High Profile Call Girls Nagpur Meera Call 7001035870 Meet With Nagpur Escorts
L08.pdf
1. L08-1
Sze and Emer
6.5930/1
Hardware Architectures for Deep Learning
Vectorized Kernel Computation
(continued)
Joel Emer and Vivienne Sze
Massachusetts Institute of Technology
Electrical Engineering & Computer Science
March 1, 2023
2. L08-2
Sze and Emer
Sze and Emer
ISA Datatypes
FP32
FP16
Int32
Int16
Int8
S E M
1 8 23
S E M
1 5 10
M
31
S
S M
1
1 15
S M
1 7
Range Accuracy
10-38 – 1038 .000006%
6x10-5 - 6x104 .05%
0 – 2x109 ½
0 – 6x104 ½
0 – 127 ½
Image Source: B. Dally
March 1, 2023
4. L08-4
Sze and Emer
6.5930/1
Hardware Architectures for Deep Learning
Computational Transforms
Joel Emer and Vivienne Sze
Massachusetts Institute of Technology
Electrical Engineering & Computer Science
March 1, 2023
5. L08-5
Sze and Emer
Sze and Emer
FC – Vector Operation Counts
March 1, 2023
// Level 2 loops
for m in [0, M):
for chw1 in [0, C*H*W/L):
// Level 1 loops
parallel_for chw0 in [0, L):
o[m] += i[L*chw1+chw0] * f[C*H*W*m + L*chw1+chw0];
L == Lanes
Vector operation
on L lanes
Order: m, chw1, chw0 Factors: M, C*H*W/L, L
6. L08-6
Sze and Emer
Sze and Emer
FC – Vector Operation Counts
March 1, 2023
How many MACs?
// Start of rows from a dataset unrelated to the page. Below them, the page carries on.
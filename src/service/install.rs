//! Service registration with the service control manager

use std::ffi::c_void;
use std::io;
use std::ptr;

use tracing::info;
use windows_sys::Win32::System::Services::{
    ChangeServiceConfig2W, CloseServiceHandle, CreateServiceW, DeleteService, OpenSCManagerW,
    OpenServiceW, SC_HANDLE, SC_MANAGER_ALL_ACCESS, SERVICE_ALL_ACCESS, SERVICE_AUTO_START,
    SERVICE_CONFIG_DESCRIPTION, SERVICE_DESCRIPTIONW, SERVICE_ERROR_NORMAL,
    SERVICE_WIN32_OWN_PROCESS,
};

use super::{ServiceError, SERVICE_DESCRIPTION, SERVICE_DISPLAY_NAME, SERVICE_NAME};
use crate::session::agent_command_line;
use crate::sys::{check, to_wide};

/// Owned service manager or service handle
struct ScHandle(SC_HANDLE);

impl ScHandle {
    fn manager() -> Result<Self, ServiceError> {
        let h = unsafe { OpenSCManagerW(ptr::null(), ptr::null(), SC_MANAGER_ALL_ACCESS) };
        Self::wrap(h).map_err(ServiceError::Connect)
    }

    fn open_service(&self, name: &str) -> io::Result<Self> {
        let name = to_wide(name);
        Self::wrap(unsafe { OpenServiceW(self.0, name.as_ptr(), SERVICE_ALL_ACCESS) })
    }

    fn wrap(h: SC_HANDLE) -> io::Result<Self> {
        if h.is_null() {
            Err(io::Error::last_os_error())
        } else {
            Ok(Self(h))
        }
    }
}

impl Drop for ScHandle {
    fn drop(&mut self) {
        unsafe { CloseServiceHandle(self.0) };
    }
}

/// Register the running executable as an auto-start service that will be
/// started with `--config <config_path> [--log <log_path>]`
pub fn install(config_path: &str, log_path: &str) -> Result<(), ServiceError> {
    let exe = std::env::current_exe()
        .and_then(std::path::absolute)
        .map_err(ServiceError::Executable)?;
    let manager = ScHandle::manager()?;

    if manager.open_service(SERVICE_NAME).is_ok() {
        return Err(ServiceError::AlreadyExists);
    }

    let binary_path = agent_command_line(&exe, config_path, log_path);
    let name = to_wide(SERVICE_NAME);
    let display = to_wide(SERVICE_DISPLAY_NAME);
    let binary = to_wide(&binary_path);
    let service = ScHandle::wrap(unsafe {
        CreateServiceW(
            manager.0,
            name.as_ptr(),
            display.as_ptr(),
            SERVICE_ALL_ACCESS,
            SERVICE_WIN32_OWN_PROCESS,
            SERVICE_AUTO_START,
            SERVICE_ERROR_NORMAL,
            binary.as_ptr(),
            ptr::null(),
            ptr::null_mut(),
            ptr::null(),
            ptr::null(),
            ptr::null(),
        )
    })
    .map_err(ServiceError::Create)?;

    let mut description = to_wide(SERVICE_DESCRIPTION);
    let info = SERVICE_DESCRIPTIONW {
        lpDescription: description.as_mut_ptr(),
    };
    check(unsafe {
        ChangeServiceConfig2W(
            service.0,
            SERVICE_CONFIG_DESCRIPTION,
            &info as *const SERVICE_DESCRIPTIONW as *const c_void,
        )
    })
    .map_err(ServiceError::Describe)?;

    info!(%binary_path, "service installed");
    Ok(())
}

/// Delete the service registration
pub fn remove() -> Result<(), ServiceError> {
    let manager = ScHandle::manager()?;
    let service = manager
        .open_service(SERVICE_NAME)
        .map_err(ServiceError::NotInstalled)?;
    check(unsafe { DeleteService(service.0) }).map_err(ServiceError::Delete)?;
    info!("service removed");
    Ok(())
}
M *(C*H*W/L) * L = M*C*H*W
How many reads of “inputs” C*H*W*M
How many reads of “weights” C*H*W*M
How many writes of “outputs” M
Measuring reads/writes in
units of 32-bit integers
// Level 2 loops
for m in [0, M):
for chw1 in [0, C*H*W/L):
// Level 1 loops
parallel_for chw0 in [0, L):
o[m] += i[L*chw1+chw0] * f[C*H*W*m + L*chw1+chw0];
L == Lanes
7. L08-7
Sze and Emer
Sze and Emer
Compute Intensity (MACs/Read)
March 1, 2023
MACs/Read? C∗H∗W∗M
C∗H∗W∗M C∗H∗W∗M
~
1
2
If system can support 1 Read/MAC
will system run at full throttle?
No
// Level 2 loops
for m in [0, M):
for chw2 in [0, C*H*W/L:
// Level 1 loops
parallel_for chw1 in [0, L):
o[m] += i[L*chw2+chw1] * f[C*H*W*m + L*chw2+chw1];
L == Lanes
8. L08-8
Sze and Emer
Sze and Emer
Roofline Model
0
2
4
6
8
10
0 0.25 0.5 0.75 1 1.25 1.5 1.75 2
MACs/Cycle
Compute Intensity (MACs/read)
8 MAC Lanes with 1 Read/MAC .
March 1, 2023
MACs/cycle limited by
number of lanes
Williams, Samuel, Andrew Waterman, and David Patterson. "Roofline: an insightful visual performance model for multicore architectures."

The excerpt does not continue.